Material for the task Start Marker

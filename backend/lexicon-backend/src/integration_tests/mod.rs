//! Checks against a real database, run with the `run-internal-integration-tests` command.
//!
//! All test words start with [`TEST_WORD_PREFIX`] and are removed before and after the run.

use std::{
    sync::{
        atomic::{AtomicUsize, Ordering},
        Arc,
    },
    time::Duration,
};

use async_trait::async_trait;
use diesel::prelude::*;
use diesel_async::RunQueryDsl;
use scoped_futures::ScopedFutureExt;
use tokio::time::sleep;
use tracing::{info, instrument};

use crate::{
    configuration::Configuration,
    database::{
        create_async_database_connection_pool,
        schema::{definitions, synonyms, words},
        LexiconAsyncDatabaseConnectionPool,
    },
    error::{LexiconError, LexiconResult},
    external_source::ExternalLexicalSource,
    lexical_store::{LexicalStore, PostgresLexicalStore},
    model::{
        Annotation, LanguageCode, LanguageSelector, LexicalRecord, PageRequest, RelationSelection,
    },
    resolver::WordResolver,
};

const TEST_WORD_PREFIX: &str = "__lexicon_integration_test_";

#[instrument(err, skip(configuration))]
pub async fn run_internal_integration_tests(configuration: &Configuration) -> LexiconResult<()> {
    let database_connection_pool = create_async_database_connection_pool(configuration).await?;
    let store = Arc::new(PostgresLexicalStore::new(
        database_connection_pool.clone(),
        configuration,
    ));

    remove_test_words(&database_connection_pool).await?;

    let result = async {
        test_idempotent_delete(&store).await?;
        test_cache_aside(&store).await?;
        test_no_duplicate_insert(&store, &database_connection_pool).await?;
        test_definition_implies_translation(&store).await?;
        test_pagination(&store, configuration).await?;
        test_ambiguity(&store).await?;
        test_aborted_transaction(&database_connection_pool).await
    }
    .await;

    remove_test_words(&database_connection_pool).await?;
    result?;

    info!("All internal integration tests passed");
    Ok(())
}

/// Answers every lookup with the same record and counts the lookups.
struct FixedSource {
    record: Option<LexicalRecord>,
    calls: AtomicUsize,
}

#[async_trait]
impl ExternalLexicalSource for FixedSource {
    async fn get(
        &self,
        _word: &str,
        _source_language: &LanguageSelector,
        _target_language: &LanguageCode,
    ) -> Option<LexicalRecord> {
        self.calls.fetch_add(1, Ordering::SeqCst);
        self.record.clone()
    }
}

fn ensure(condition: bool, message: impl Into<String>) -> LexiconResult<()> {
    if condition {
        Ok(())
    } else {
        Err(LexiconError::IntegrationTest {
            message: message.into(),
        })
    }
}

fn test_word(suffix: &str) -> String {
    format!("{TEST_WORD_PREFIX}{suffix}")
}

fn language(code: &str) -> LexiconResult<LanguageCode> {
    Ok(LanguageCode::new(code)?)
}

#[instrument(err, skip(database_connection_pool))]
async fn remove_test_words(
    database_connection_pool: &LexiconAsyncDatabaseConnectionPool,
) -> LexiconResult<()> {
    let pattern = format!("{}%", TEST_WORD_PREFIX.replace('_', "\\_"));
    let pattern = pattern.as_str();

    database_connection_pool
        .execute_transaction::<_, LexiconError>(
            |database_connection| {
                async move {
                    Ok(diesel::delete(words::table.filter(words::word.like(pattern)))
                        .execute(database_connection)
                        .await?)
                }
                .scope_boxed()
            },
            0,
        )
        .await?;

    Ok(())
}

#[instrument(err, skip(store))]
async fn test_idempotent_delete(store: &Arc<PostgresLexicalStore>) -> LexiconResult<()> {
    let resolver = WordResolver::new(
        store.clone(),
        Arc::new(FixedSource {
            record: None,
            calls: AtomicUsize::new(0),
        }),
    );
    let word = test_word("never_stored");

    resolver.delete(&word, &LanguageSelector::Any).await?;
    resolver.delete(&word, &"en".parse()?).await?;
    ensure(
        store.get_id(&word, &LanguageSelector::Any).await?.is_none(),
        "deleting an unknown word created it",
    )?;

    let mut record = LexicalRecord::new(test_word("deleted"), language("en")?);
    record.add_definition(Annotation::new(language("es")?, "borrado"));
    record.add_example(Annotation::new(language("es")?, "fue borrado"));
    store.save(&record).await?;
    resolver.delete(&record.word, &"en".parse()?).await?;
    resolver.delete(&record.word, &"en".parse()?).await?;
    ensure(
        store.get_id(&record.word, &LanguageSelector::Any).await?.is_none(),
        "deleted word still exists",
    )?;

    info!("Success! Deleting is idempotent");
    Ok(())
}

/// The scenario of looking up "apple" twice, where only the first lookup consults the external source.
#[instrument(err, skip(store))]
async fn test_cache_aside(store: &Arc<PostgresLexicalStore>) -> LexiconResult<()> {
    let english: LanguageSelector = "en".parse()?;
    let spanish = language("es")?;
    let word = test_word("apple");

    let mut apple = LexicalRecord::new(word.as_str(), english.clone());
    apple.add_definition(Annotation::new(spanish.clone(), "a fruit"));
    apple.add_translation(Annotation::new(spanish.clone(), "manzana"));

    let source = Arc::new(FixedSource {
        record: Some(apple.clone()),
        calls: AtomicUsize::new(0),
    });
    let resolver = WordResolver::new(store.clone(), source.clone());

    let fetched = resolver.get(&word, &english, &spanish).await?;
    ensure(
        fetched.as_ref() == Some(&apple),
        format!("first lookup returned {fetched:?}"),
    )?;
    let stored = store.get(&word, &english, &spanish).await?;
    ensure(
        stored.as_ref() == Some(&apple),
        format!("store holds {stored:?} after the first lookup"),
    )?;

    let cached = resolver.get(&word, &english, &spanish).await?;
    ensure(
        cached.as_ref() == Some(&apple),
        format!("second lookup returned {cached:?}"),
    )?;
    ensure(
        AtomicUsize::load(&source.calls, Ordering::SeqCst) == 1,
        "second lookup consulted the external source",
    )?;

    let wildcard = resolver
        .get(&word, &LanguageSelector::Any, &spanish)
        .await?;
    ensure(
        wildcard.as_ref() == Some(&apple),
        format!("wildcard lookup returned {wildcard:?}"),
    )?;

    let wildcard_record = LexicalRecord::new(word.as_str(), LanguageSelector::Any);
    ensure(
        matches!(
            store.save(&wildcard_record).await,
            Err(LexiconError::WildcardLanguageNotStorable { .. })
        ),
        "a record without a concrete language was stored",
    )?;

    info!("Success! Fetched records are stored and served from the store");
    Ok(())
}
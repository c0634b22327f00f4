//! Relational access to stored words and their annotations.
//!
//! The store acts as a permanent cache in front of the external lexical source:
//! nothing expires, and words only disappear through [`LexicalStore::delete`].

use async_trait::async_trait;

use crate::{
    error::{LexiconError, LexiconResult},
    model::{LanguageCode, LanguageSelector, LexicalRecord, PageRequest, RelationSelection},
};

mod postgres;

pub use postgres::PostgresLexicalStore;

/// The surrogate id of a stored word.
#[derive(Debug, Clone, Copy, PartialEq, Eq, Hash)]
pub struct WordId(pub i32);

#[async_trait]
pub trait LexicalStore: Send + Sync {
    /// Load a word with its annotations in `target_language`.
    ///
    /// A word only counts as translated into `target_language` if it has at least one definition in it,
    /// the other annotation collections may be empty.
    /// [`LanguageSelector::Any`] matches the word in any stored language.
    async fn get(
        &self,
        word: &str,
        source_language: &LanguageSelector,
        target_language: &LanguageCode,
    ) -> LexiconResult<Option<LexicalRecord>>;

    /// Resolve a word to its id.
    ///
    /// Fails with [`LexiconError::AmbiguousWord`] if more than one word matches.
    async fn get_id(
        &self,
        word: &str,
        source_language: &LanguageSelector,
    ) -> LexiconResult<Option<WordId>>;

    /// Delete a word and all its annotations atomically.
    /// Deleting a word that does not exist is not an error.
    async fn delete(&self, id: WordId) -> LexiconResult<()>;

    /// List words ordered by their text, loading only the selected annotation collections.
    async fn list_page(
        &self,
        page: PageRequest,
        word_filter: Option<&str>,
        relations: RelationSelection,
    ) -> LexiconResult<Vec<LexicalRecord>>;

    /// Store a record, creating the word if it does not exist.
    ///
    /// Annotations that are stored already are skipped silently, so saving the same record twice is a no-op.
    async fn save(&self, record: &LexicalRecord) -> LexiconResult<()>;
}

/// Interpret the ids of all words matching a lookup.
pub(crate) fn single_word_id(
    ids: Vec<i32>,
    word: &str,
    source_language: &LanguageSelector,
) -> LexiconResult<Option<WordId>> {
    match ids.as_slice() {
        [] => Ok(None),
        [id] => Ok(Some(WordId(*id))),
        _ => Err(LexiconError::AmbiguousWord {
            word: word.to_owned(),
            language: source_language.to_string(),
            count: ids.len(),
        }),
    }
}

#[cfg(test)]
mod tests {
    use super::{single_word_id, WordId};
    use crate::{error::LexiconError, model::LanguageSelector};

    #[test]
    fn test_single_word_id() {
        let language: LanguageSelector = "en".parse().unwrap();

        assert_eq!(single_word_id(Vec::new(), "apple", &language).unwrap(), None);
        assert_eq!(
            single_word_id(vec![7], "apple", &language).unwrap(),
            Some(WordId(7))
        );
        assert!(matches!(
            single_word_id(vec![1, 2], "apple", &language),
            Err(LexiconError::AmbiguousWord { count: 2, .. })
        ));
    }

    #[test]
    fn test_ambiguous_wildcard_lookup() {
        assert!(matches!(
            single_word_id(vec![1, 2, 3], "gift", &LanguageSelector::Any),
            Err(LexiconError::AmbiguousWord { count: 3, ref language, .. }) if language == "auto"
        ));
    }
}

Material for the task End Marker

■ **Work to complete**
Please give an exact copy of the lines above, beginning with the line containing "Load a word" and running through the line containing "let language: LanguageSelector", and of no other lines.

■ **Answer space**
    /// Load a word with its annotations in `target_language`.
    ///
    /// A word only counts as translated into `target_language` if it has at least one definition in it,
    /// the other annotation collections may be empty.
    /// [`LanguageSelector::Any`] matches the word in any stored language.
    async fn get(
        &self,
        word: &str,
        source_language: &LanguageSelector,
        target_language: &LanguageCode,
    ) -> LexiconResult<Option<LexicalRecord>>;

    /// Resolve a word to its id.
    ///
    /// Fails with [`LexiconError::AmbiguousWord`] if more than one word matches.
    async fn get_id(
        &self,
        word: &str,
        source_language: &LanguageSelector,
    ) -> LexiconResult<Option<WordId>>;

    /// Delete a word and all its annotations atomically.
    /// Deleting a word that does not exist is not an error.
    async fn delete(&self, id: WordId) -> LexiconResult<()>;

    /// List words ordered by their text, loading only the selected annotation collections.
    async fn list_page(
        &self,
        page: PageRequest,
        word_filter: Option<&str>,
        relations: RelationSelection,
    ) -> LexiconResult<Vec<LexicalRecord>>;

    /// Store a record, creating the word if it does not exist.
    ///
    /// Annotations that are stored already are skipped silently, so saving the same record twice is a no-op.
    async fn save(&self, record: &LexicalRecord) -> LexiconResult<()>;
}

/// Interpret the ids of all words matching a lookup.
pub(crate) fn single_word_id(
    ids: Vec<i32>,
    word: &str,
    source_language: &LanguageSelector,
) -> LexiconResult<Option<WordId>> {
    match ids.as_slice() {
        [] => Ok(None),
        [id] => Ok(Some(WordId(*id))),
        _ => Err(LexiconError::AmbiguousWord {
            word: word.to_owned(),
            language: source_language.to_string(),
            count: ids.len(),
        }),
    }
}

#[cfg(test)]
mod tests {
    use super::{single_word_id, WordId};
    use crate::{error::LexiconError, model::LanguageSelector};

    #[test]
    fn test_single_word_id() {
        let language: LanguageSelector = "en".parse().unwrap();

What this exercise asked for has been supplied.